The federal government has promised to begin the process of legalizing recreational cannabis in the spring of 2017. The Liberals have provided no further details, however, on what the legislation might look like, leaving the question of road safety unanswered.

Eldridge said Canadian police agencies will be left scrambling if they fail to develop new officer training and enforcement policies well in advance of legalization. 

"There were several different policies we had to change," he said. "When they legalized, everyone focused on this one aspect, smoking marijuana is legal. But officer hiring, employment, and evidence — there were many different aspects that we really didn't think about as much as we should have before implementation."

Drug-impaired drivers hard to detect

Detecting stoners behind the wheel remains one of the biggest challenges for Colorado police officers, Eldridge said.

The Colorado State Patrol is using marijuana DUI devices as part of a three-year pilot program.

It impacts your ability to focus, to judge, to perceive, depth perception, control, all of that is under the influence.- Lt.-Col. Kevin Eldridge

More than 125 troopers have been equipped with one of five types of an oral fluid tester that samples a driver's saliva for the presence of drugs, including marijuana. But the devices have not been officially approved, and it will be two more years before the pilot is completed.

"It impacts and impairs driving," Eldridge said of marijuana. "Whether it's any drug, it impacts your ability to focus, to judge, to perceive, depth perception, control, all of that is under the influence. But we're still trying to really get a handle on what that looks like with marijuana."

Canada is exploring the use of similar DUI devices, but they need to be extensively tested in the field, and legislative changes will need to be made before they can be adopted.

How much is too much? 

Just how much marijuana intoxication — if any — will legally be allowed for Canadian drivers remains unclear.
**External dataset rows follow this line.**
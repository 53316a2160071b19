//! Serial line settings and how to open them.

use std::fmt;
use std::io;
use std::time::Duration;

use serde::{Deserialize, Serialize};
use tokio_serial::{DataBits, FlowControl, SerialPortBuilderExt, SerialStream};
use tracing::info;

use crate::error::{Error, Result};

/// Standard rates accepted for a serial line.
pub const BAUD_RATES: &[u32] = &[
    50, 75, 110, 134, 150, 200, 300, 600, 1200, 1800, 2400, 4800, 9600, 19200, 38400, 57600,
    115200, 230400, 460800, 500000, 576000, 921600, 1000000, 1152000, 1500000, 2000000, 2500000,
    3000000, 3500000, 4000000,
];

/// Short timeout so a blocked read never hides the stop signal for long.
pub const SERIAL_READ_TIMEOUT: Duration = Duration::from_millis(50);

#[derive(Debug, Clone, Copy, PartialEq, Eq, Default, Serialize, Deserialize)]
pub enum Parity {
    #[default]
    None,
    Even,
    Odd,
    Mark,
    Space,
}

impl Parity {
    pub fn letter(self) -> char {
        match self {
            Parity::None => 'N',
            Parity::Even => 'E',
            Parity::Odd => 'O',
            Parity::Mark => 'M',
            Parity::Space => 'S',
        }
    }

    pub fn from_letter(letter: &str) -> Option<Parity> {
        match letter.to_ascii_uppercase().as_str() {
            "N" => Some(Parity::None),
            "E" => Some(Parity::Even),
            "O" => Some(Parity::Odd),
            "M" => Some(Parity::Mark),
            "S" => Some(Parity::Space),
            _ => None,
        }
    }
}

#[derive(Debug, Clone, Copy, PartialEq, Eq, Default, Serialize, Deserialize)]
pub enum StopBits {
    #[default]
    One,
    OnePointFive,
    Two,
}

impl StopBits {
    pub fn parse(value: &str) -> Option<StopBits> {
        match value {
            "1" => Some(StopBits::One),
            "1.5" => Some(StopBits::OnePointFive),
            "2" => Some(StopBits::Two),
            _ => None,
        }
    }
}

impl fmt::Display for StopBits {
    fn fmt(&self, f: &mut fmt::Formatter<'_>) -> fmt::Result {
        match self {
            StopBits::One => write!(f, "1"),
            StopBits::OnePointFive => write!(f, "1.5"),
            StopBits::Two => write!(f, "2"),
        }
    }
}

/// Parameters of a serial line.
#[derive(Debug, Clone, PartialEq, Eq, Serialize, Deserialize)]
#[serde(default)]
pub struct SerialSettings {
    pub port: String,
    pub baudrate: u32,
    pub parity: Parity,
    pub stop_bits: StopBits,
    pub byte_size: u8,
    pub rtscts: bool,
}

impl Default for SerialSettings {
    fn default() -> Self {
        SerialSettings {
            port: String::new(),
            baudrate: 9600,
            parity: Parity::None,
            stop_bits: StopBits::One,
            byte_size: 8,
            rtscts: false,
        }
    }
}

impl SerialSettings {
    pub fn new(port: &str, baudrate: u32) -> SerialSettings {
        SerialSettings {
            port: port.to_string(),
            baudrate,
            ..Default::default()
        }
    }

    /// Checks the parameters without touching the device.
    pub fn validate(&self) -> Result<()> {
        if self.port.trim().is_empty() {
            return Err(Error::MissingSettings("serial port name is not set".into()));
        }
        if !BAUD_RATES.contains(&self.baudrate) {
            return Err(Error::Settings(format!(
                "{} is not a standard baud rate",
                self.baudrate
            )));
        }
        if !(5..=8).contains(&self.byte_size) {
            return Err(Error::Settings(format!(
                "byte size must be between 5 and 8, got {}",
                self.byte_size
            )));
        }
        Ok(())
    }

    /// Opens the port exclusively.
    pub fn connect(&self) -> Result<SerialStream> {
        self.validate()?;

        let data_bits = match self.byte_size {
            5 => DataBits::Five,
            6 => DataBits::Six,
            7 => DataBits::Seven,
            _ => DataBits::Eight,
        };
        let parity = match self.parity {
            Parity::None => tokio_serial::Parity::None,
            Parity::Even => tokio_serial::Parity::Even,
            Parity::Odd => tokio_serial::Parity::Odd,
            Parity::Mark | Parity::Space => {
                return Err(Error::Settings(format!(
                    "parity {:?} is not supported by the serial backend",
                    self.parity
                )))
            }
        };
        let stop_bits = match self.stop_bits {
            StopBits::One => tokio_serial::StopBits::One,
            StopBits::Two => tokio_serial::StopBits::Two,
            StopBits::OnePointFive => {
                return Err(Error::Settings(
                    "1.5 stop bits are not supported by the serial backend".into(),
                ))
            }
        };
        let flow_control = if self.rtscts {
            FlowControl::Hardware
        } else {
            FlowControl::None
        };

        #[allow(unused_mut)]
        let mut port = tokio_serial::new(self.port.clone(), self.baudrate)
            .data_bits(data_bits)
            .parity(parity)
            .stop_bits(stop_bits)
            .flow_control(flow_control)
            .timeout(SERIAL_READ_TIMEOUT)
            .open_native_async()
            .map_err(|e| self.open_error(e))?;

        #[cfg(unix)]
        port.set_exclusive(true).map_err(|e| self.open_error(e))?;

        info!("Opened serial port {} at {} baud.", self.port, self.baudrate);
        Ok(port)
    }

    fn open_error(&self, err: tokio_serial::Error) -> Error {
        let description = err.description.to_ascii_lowercase();
        match err.kind {
            _ if description.contains("busy") || description.contains("in use") => {
                Error::PortInUse(self.port.clone())
            }
            tokio_serial::ErrorKind::Io(io::ErrorKind::PermissionDenied) => {
                Error::PortInUse(self.port.clone())
            }
            tokio_serial::ErrorKind::NoDevice
            | tokio_serial::ErrorKind::Io(io::ErrorKind::NotFound) => {
                Error::PortNotFound(self.port.clone())
            }
            _ => Error::Settings(format!("{}: {}", self.port, err.description)),
        }
    }
}

impl fmt::Display for SerialSettings {
    fn fmt(&self, f: &mut fmt::Formatter<'_>) -> fmt::Result {
        write!(
            f,
            "Serial {} {} {}{}{}",
            self.port,
            self.baudrate,
            self.byte_size,
            self.parity.letter(),
            self.stop_bits
        )?;
        if self.rtscts {
            write!(f, " RTS/CTS")?;
        }
        Ok(())
    }
}
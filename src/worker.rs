//! The per-stream worker task.
//!
//! One worker runs per connected stream. It owns the live transport and the
//! receiving half of its stream's inbox, forwards every incoming chunk to the
//! inboxes of the linked streams, writes its own inbox to the transport and
//! applies link toggles sent by the control side.

use std::collections::BTreeSet;
use std::path::{Path, PathBuf};
use std::sync::atomic::{AtomicBool, Ordering};
use std::sync::Arc;
use std::time::Duration;

use bytes::Bytes;
use chrono::{SecondsFormat, Utc};
use tokio::fs::{File, OpenOptions};
use tokio::io::AsyncWriteExt;
use tokio::sync::mpsc::{UnboundedReceiver, UnboundedSender};
use tokio::sync::watch;
use tokio::time::{interval_at, Instant, MissedTickBehavior};
use tracing::{debug, error, info, warn};

use crate::error::{Error, Result};
use crate::fabric::{InboxReceiver, LinkFabric};
use crate::transport::Transport;

/// Window over which throughput is measured.
pub const RATE_WINDOW: Duration = Duration::from_secs(1);

/// Observable state of a stream, published by its worker.
#[derive(Debug, Clone, PartialEq, Default)]
pub struct StreamStatus {
    pub input_kbps: f64,
    pub output_kbps: f64,
    /// Fault that stopped the most recent worker, if any.
    pub last_error: Option<String>,
}

#[derive(Debug, Clone, Copy, PartialEq, Eq)]
pub enum Direction {
    Incoming,
    Outgoing,
}

/// Traffic copied out for a front-end to display.
#[derive(Debug, Clone, PartialEq, Eq)]
pub struct ShowData {
    pub stream_id: usize,
    pub direction: Direction,
    pub text: String,
}

/// Which traffic directions are mirrored to the show queue and log.
#[derive(Debug, Default)]
pub struct Visibility {
    incoming: AtomicBool,
    outgoing: AtomicBool,
}

impl Visibility {
    pub fn incoming(&self) -> bool {
        self.incoming.load(Ordering::Relaxed)
    }

    pub fn outgoing(&self) -> bool {
        self.outgoing.load(Ordering::Relaxed)
    }

    pub fn set_incoming(&self, show: bool) {
        self.incoming.store(show, Ordering::Relaxed);
    }

    pub fn set_outgoing(&self, show: bool) {
        self.outgoing.store(show, Ordering::Relaxed);
    }

    /// Flips and returns the new value.
    pub fn toggle_incoming(&self) -> bool {
        !self.incoming.fetch_xor(true, Ordering::Relaxed)
    }

    pub fn toggle_outgoing(&self) -> bool {
        !self.outgoing.fetch_xor(true, Ordering::Relaxed)
    }
}

/// Byte counters for the current rate window.
#[derive(Debug, Default)]
pub struct Throughput {
    input: u64,
    output: u64,
}

fn kilobytes(bytes: u64) -> f64 {
    (bytes as f64 / 1000.0 * 10.0).round() / 10.0
}

impl Throughput {
    pub fn add_input(&mut self, bytes: usize) {
        self.input += bytes as u64;
    }

    pub fn add_output(&mut self, bytes: usize) {
        self.output += bytes as u64;
    }

    /// Closes the window: returns (input, output) in kB rounded to one
    /// decimal and starts counting from zero.
    pub fn roll(&mut self) -> (f64, f64) {
        let rates = (kilobytes(self.input), kilobytes(self.output));
        self.input = 0;
        self.output = 0;
        rates
    }
}

/// Append-only traffic log of one stream.
pub struct TrafficLog {
    path: PathBuf,
    file: File,
}

impl TrafficLog {
    pub async fn open(path: &Path) -> Result<TrafficLog> {
        let file = OpenOptions::new()
            .create(true)
            .append(true)
            .open(path)
            .await
            .map_err(|source| Error::LogFile {
                path: path.to_path_buf(),
                source,
            })?;
        Ok(TrafficLog {
            path: path.to_path_buf(),
            file,
        })
    }

    pub async fn append(&mut self, direction: Direction, text: &str) -> Result<()> {
        let marker = match direction {
            Direction::Incoming => "<<",
            Direction::Outgoing => ">>",
        };
        let line = format!(
            "{} {} {}\n",
            Utc::now().to_rfc3339_opts(SecondsFormat::Millis, true),
            marker,
            text.trim_end()
        );
        self.file
            .write_all(line.as_bytes())
            .await
            .map_err(|source| Error::LogFile {
                path: self.path.clone(),
                source,
            })
    }
}

/// Toggles `id` in a forwarding set. A stream never forwards to itself.
pub fn toggle_link(links: &mut BTreeSet<usize>, own_id: usize, id: usize) {
    if id == own_id {
        return;
    }
    if !links.remove(&id) {
        links.insert(id);
    }
}

/// Everything a worker needs, handed over when the stream connects.
pub struct WorkerContext {
    pub id: usize,
    pub transport: Transport,
    pub fabric: LinkFabric,
    pub inbox: InboxReceiver,
    pub link_updates: UnboundedReceiver<usize>,
    pub show_tx: UnboundedSender<ShowData>,
    pub visibility: Arc<Visibility>,
    pub status: Arc<watch::Sender<StreamStatus>>,
    pub stop: watch::Receiver<bool>,
    pub log: Option<TrafficLog>,
}

enum Event {
    Stop,
    Tick,
    LinkToggle(usize),
    Outgoing(Bytes),
    Received(Result<Option<Bytes>>),
}

struct Worker {
    id: usize,
    fabric: LinkFabric,
    show_tx: UnboundedSender<ShowData>,
    visibility: Arc<Visibility>,
    status: Arc<watch::Sender<StreamStatus>>,
    log: Option<TrafficLog>,
    links: BTreeSet<usize>,
    throughput: Throughput,
}

impl Worker {
    async fn mirror(&mut self, direction: Direction, data: &[u8]) {
        let text = String::from_utf8_lossy(data).into_owned();
        if let Some(log) = self.log.as_mut() {
            if let Err(e) = log.append(direction, &text).await {
                warn!("Stream {}: {}", self.id, e);
            }
        }
        let _ = self.show_tx.send(ShowData {
            stream_id: self.id,
            direction,
            text,
        });
    }

    async fn incoming(&mut self, data: Bytes) {
        self.throughput.add_input(data.len());
        if self.visibility.incoming() {
            self.mirror(Direction::Incoming, &data).await;
        }
        for &target in &self.links {
            self.fabric.send(target, data.clone());
        }
    }

    async fn outgoing(&mut self, transport: &mut Transport, data: Bytes) -> Result<()> {
        let written = transport.write(&data).await?;
        self.throughput.add_output(written);
        if self.visibility.outgoing() {
            self.mirror(Direction::Outgoing, &data).await;
        }
        Ok(())
    }

    fn publish_rates(&mut self) {
        let (input, output) = self.throughput.roll();
        self.status.send_modify(|status| {
            status.input_kbps = input;
            status.output_kbps = output;
        });
    }

    fn zero_rates(&self, fault: Option<String>) {
        self.status.send_modify(|status| {
            status.input_kbps = 0.0;
            status.output_kbps = 0.0;
            if fault.is_some() {
                status.last_error = fault;
            }
        });
    }
}

/// Runs until the stop signal is raised or the transport fails.
///
/// On a clean stop whatever is still queued (the shutdown script) is written
/// once more before the transport is closed. On a fault the transport is
/// closed, the rates are zeroed and the fault is published as `last_error`.
pub async fn run(ctx: WorkerContext) -> Result<()> {
    let WorkerContext {
        id,
        mut transport,
        fabric,
        mut inbox,
        mut link_updates,
        show_tx,
        visibility,
        status,
        mut stop,
        log,
    } = ctx;

    let mut worker = Worker {
        id,
        fabric,
        show_tx,
        visibility,
        status,
        log,
        links: BTreeSet::new(),
        throughput: Throughput::default(),
    };
    let mut ticker = interval_at(Instant::now() + RATE_WINDOW, RATE_WINDOW);
    ticker.set_missed_tick_behavior(MissedTickBehavior::Delay);

    info!("Stream {} worker started.", id);
    let fault = loop {
        if *stop.borrow() {
            break None;
        }
        let event = tokio::select! {
            biased;
            changed = stop.changed() => match changed {
                Ok(()) => Event::Stop,
                // Control side is gone
                Err(_) => Event::Stop,
            },
            _ = ticker.tick() => Event::Tick,
            Some(target) = link_updates.recv() => Event::LinkToggle(target),
            Some(data) = inbox.recv() => Event::Outgoing(data),
            received = transport.read() => Event::Received(received),
        };

        match event {
            Event::Stop => break None,
            Event::Tick => worker.publish_rates(),
            Event::LinkToggle(target) => {
                toggle_link(&mut worker.links, id, target);
                debug!("Stream {} now forwards to {:?}.", id, worker.links);
            }
            Event::Outgoing(data) => {
                let mut next = Some(data);
                let mut failure = None;
                while let Some(data) = next {
                    if let Err(e) = worker.outgoing(&mut transport, data).await {
                        failure = Some(e);
                        break;
                    }
                    next = inbox.try_recv().ok();
                }
                if let Some(e) = failure {
                    break Some(e);
                }
            }
            Event::Received(Ok(Some(data))) => worker.incoming(data).await,
            Event::Received(Ok(None)) => {}
            Event::Received(Err(e)) => break Some(e),
        }
    };

    match fault {
        None => {
            while let Ok(data) = inbox.try_recv() {
                if let Err(e) = worker.outgoing(&mut transport, data).await {
                    warn!("Stream {}: could not send queued data on stop: {}", id, e);
                    break;
                }
            }
            worker.zero_rates(None);
            info!("Stream {} worker stopped.", id);
            transport.close().await
        }
        Some(e) => {
            error!("Stream {} fault, disconnecting: {}", id, e);
            worker.zero_rates(Some(e.to_string()));
            if let Err(close_error) = transport.close().await {
                debug!("Stream {}: {}", id, close_error);
            }
            Err(Error::StreamThread(e.to_string()))
        }
    }
}

#[cfg(test)]
mod tests {
    use super::*;

    #[test]
    fn test_rate_of_five_thousand_bytes() {
        let mut throughput = Throughput::default();
        throughput.add_input(2000);
        throughput.add_input(3000);
        throughput.add_output(1234);
        assert_eq!(throughput.roll(), (5.0, 1.2));
        assert_eq!(throughput.roll(), (0.0, 0.0));
    }

    #[test]
    fn test_toggle_link_twice_restores_set() {
        let mut links = BTreeSet::from([2]);
        toggle_link(&mut links, 0, 1);
        assert_eq!(links, BTreeSet::from([1, 2]));
        toggle_link(&mut links, 0, 1);
        assert_eq!(links, BTreeSet::from([2]));
    }

    #[test]
    fn test_never_links_to_itself() {
        let mut links = BTreeSet::new();
        toggle_link(&mut links, 3, 3);
        assert!(links.is_empty());
    }

    #[test]
    fn test_visibility_toggles() {
        let visibility = Visibility::default();
        assert!(visibility.toggle_incoming());
        assert!(visibility.incoming());
        assert!(!visibility.toggle_incoming());
        assert!(!visibility.outgoing());
        assert!(visibility.toggle_outgoing());
    }
}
In Colorado, drivers with five nanograms of active tetrahydrocannabinol (THC) in their blood can be prosecuted for driving under the influence. But blood tests are needed to enforce that limit.

No matter what level of THC, officers in Colorado can still make arrests based on their judgment. Eldridge said the effects of THC on individual users can be unpredictable, and even minute amounts can make some drivers dangerous.

State police in Washington arrest a 19-year-old man who admits to smoking a single joint after work and driving home. (Glen Kugelstadt/CBC)

"It's illegal in Colorado to drive a vehicle while impaired by anything, alcohol or drugs, and the drugs can be legal drugs, over-the-counter drugs or illegal drugs," said Eldridge.

"There's not really a quantifiable amount for marijuana right now, because the drug affects people so much differently than alcohol … there's just not that level of study for marijuana yet."

Trend difficult to track 

In Colorado, about 10 per cent of drivers involved in fatal accidents in 2010 tested positive for the drug. By 2014, just over a year after recreational sales were legalized, that number had nearly doubled to 19 per cent.

DUI summonses involving marijuana (either alone or in combination with other drugs, usually alcohol) fell one per cent between 2014 and 2015.

But Eldridge said the number of drug-impaired drivers, and how much danger they pose on the state's roads, has so far been difficult to track. The Colorado State Patrol only began collecting information about specific drugs involved in driving under the influence cases in 2014, Eldridge said.

Before then, police records didn't single out different types of drugs in data collection for crime statistics.

"When you arrested someone for driving under the influence, it's either driving under the influence of alcohol or driving under the influence of drugs. Nobody really knows how many you have, because no one separated those prior to the legalization of marijuana," said Eldridge. "They were all lumped together."